GIVEN RECORDS:
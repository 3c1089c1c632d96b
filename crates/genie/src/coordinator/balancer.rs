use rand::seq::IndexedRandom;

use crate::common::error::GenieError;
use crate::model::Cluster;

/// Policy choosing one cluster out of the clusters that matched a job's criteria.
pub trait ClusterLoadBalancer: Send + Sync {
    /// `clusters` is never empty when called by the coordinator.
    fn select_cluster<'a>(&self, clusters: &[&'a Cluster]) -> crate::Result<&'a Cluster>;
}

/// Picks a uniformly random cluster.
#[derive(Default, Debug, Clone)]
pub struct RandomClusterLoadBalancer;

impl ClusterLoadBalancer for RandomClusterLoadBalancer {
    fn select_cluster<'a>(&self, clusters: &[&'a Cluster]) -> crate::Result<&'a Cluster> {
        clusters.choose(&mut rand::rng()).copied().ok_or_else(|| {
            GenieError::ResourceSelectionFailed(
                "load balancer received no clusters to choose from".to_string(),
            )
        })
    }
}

...

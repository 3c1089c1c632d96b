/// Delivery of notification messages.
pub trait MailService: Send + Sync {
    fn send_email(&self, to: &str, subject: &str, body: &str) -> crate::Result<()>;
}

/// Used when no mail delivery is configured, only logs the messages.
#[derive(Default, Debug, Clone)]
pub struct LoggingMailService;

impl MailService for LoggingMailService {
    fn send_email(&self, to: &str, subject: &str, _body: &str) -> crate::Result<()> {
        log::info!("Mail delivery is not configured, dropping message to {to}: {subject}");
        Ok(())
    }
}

==

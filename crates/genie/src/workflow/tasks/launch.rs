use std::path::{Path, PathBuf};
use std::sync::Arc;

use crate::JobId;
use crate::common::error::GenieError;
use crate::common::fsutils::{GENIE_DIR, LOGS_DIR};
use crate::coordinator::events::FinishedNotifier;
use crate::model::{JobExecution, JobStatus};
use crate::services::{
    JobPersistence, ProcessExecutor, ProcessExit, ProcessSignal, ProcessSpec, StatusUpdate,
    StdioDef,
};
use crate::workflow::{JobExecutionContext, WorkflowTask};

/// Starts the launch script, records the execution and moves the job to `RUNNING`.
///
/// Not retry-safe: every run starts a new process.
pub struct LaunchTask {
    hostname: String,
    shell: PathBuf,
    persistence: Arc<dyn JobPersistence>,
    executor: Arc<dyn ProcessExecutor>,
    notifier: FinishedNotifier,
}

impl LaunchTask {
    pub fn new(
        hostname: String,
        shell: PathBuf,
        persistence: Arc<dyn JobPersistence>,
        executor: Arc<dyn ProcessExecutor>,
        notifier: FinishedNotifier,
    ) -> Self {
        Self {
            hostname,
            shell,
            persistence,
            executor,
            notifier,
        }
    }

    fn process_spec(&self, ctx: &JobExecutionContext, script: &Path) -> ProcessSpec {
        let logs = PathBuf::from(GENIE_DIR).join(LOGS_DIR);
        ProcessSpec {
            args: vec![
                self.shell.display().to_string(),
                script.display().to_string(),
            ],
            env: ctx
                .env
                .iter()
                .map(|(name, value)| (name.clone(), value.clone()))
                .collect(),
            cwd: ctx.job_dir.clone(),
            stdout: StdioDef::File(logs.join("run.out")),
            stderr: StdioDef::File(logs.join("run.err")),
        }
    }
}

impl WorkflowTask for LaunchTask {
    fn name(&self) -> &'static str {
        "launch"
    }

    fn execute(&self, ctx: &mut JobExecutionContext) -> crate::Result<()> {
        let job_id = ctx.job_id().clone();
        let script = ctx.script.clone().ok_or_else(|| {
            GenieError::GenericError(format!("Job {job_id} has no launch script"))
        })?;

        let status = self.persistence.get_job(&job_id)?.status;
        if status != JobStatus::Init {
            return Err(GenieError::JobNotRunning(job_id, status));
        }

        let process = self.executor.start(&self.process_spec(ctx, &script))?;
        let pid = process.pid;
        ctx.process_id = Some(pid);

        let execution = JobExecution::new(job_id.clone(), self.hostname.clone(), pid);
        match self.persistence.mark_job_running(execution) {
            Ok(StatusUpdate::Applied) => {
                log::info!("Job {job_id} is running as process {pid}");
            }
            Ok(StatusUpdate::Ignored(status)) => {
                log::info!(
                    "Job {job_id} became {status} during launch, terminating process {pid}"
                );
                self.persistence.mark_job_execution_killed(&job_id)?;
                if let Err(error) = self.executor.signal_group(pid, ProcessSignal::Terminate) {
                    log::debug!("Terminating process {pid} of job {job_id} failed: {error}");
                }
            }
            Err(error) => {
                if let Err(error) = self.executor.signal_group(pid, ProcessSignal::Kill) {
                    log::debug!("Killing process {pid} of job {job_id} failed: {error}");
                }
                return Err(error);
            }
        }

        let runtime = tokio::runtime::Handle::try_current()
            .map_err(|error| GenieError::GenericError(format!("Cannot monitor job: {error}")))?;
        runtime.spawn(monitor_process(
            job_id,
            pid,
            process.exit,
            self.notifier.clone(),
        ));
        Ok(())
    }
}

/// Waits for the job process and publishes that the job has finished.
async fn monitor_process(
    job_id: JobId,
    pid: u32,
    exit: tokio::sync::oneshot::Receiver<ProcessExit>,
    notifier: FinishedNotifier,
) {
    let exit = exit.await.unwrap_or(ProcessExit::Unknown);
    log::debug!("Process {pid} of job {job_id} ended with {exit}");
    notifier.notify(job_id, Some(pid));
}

WHAT YOU SHOULD DO: Taking the entries above, write out exactly the lines starting with the line containing "use crate::JobId;" and going on through the line containing "fn process_spec(&self, ctx: &JobExecutionContext, script: &Path)", both included, and nothing else.

REPLY TO THE TASK:
use crate::JobId;
use crate::common::error::GenieError;
use crate::common::fsutils::{GENIE_DIR, LOGS_DIR};
use crate::coordinator::events::FinishedNotifier;
use crate::model::{JobExecution, JobStatus};
use crate::services::{
    JobPersistence, ProcessExecutor, ProcessExit, ProcessSignal, ProcessSpec, StatusUpdate,
    StdioDef,
};
use crate::workflow::{JobExecutionContext, WorkflowTask};

/// Starts the launch script, records the execution and moves the job to `RUNNING`.
///
/// Not retry-safe: every run starts a new process.
pub struct LaunchTask {
    hostname: String,
    shell: PathBuf,
    persistence: Arc<dyn JobPersistence>,
    executor: Arc<dyn ProcessExecutor>,
    notifier: FinishedNotifier,
}

impl LaunchTask {
    pub fn new(
        hostname: String,
        shell: PathBuf,
        persistence: Arc<dyn JobPersistence>,
        executor: Arc<dyn ProcessExecutor>,
        notifier: FinishedNotifier,
    ) -> Self {
        Self {
            hostname,
            shell,
            persistence,
            executor,
            notifier,
        }
    }

    fn process_spec(&self, ctx: &JobExecutionContext, script: &Path) -> ProcessSpec {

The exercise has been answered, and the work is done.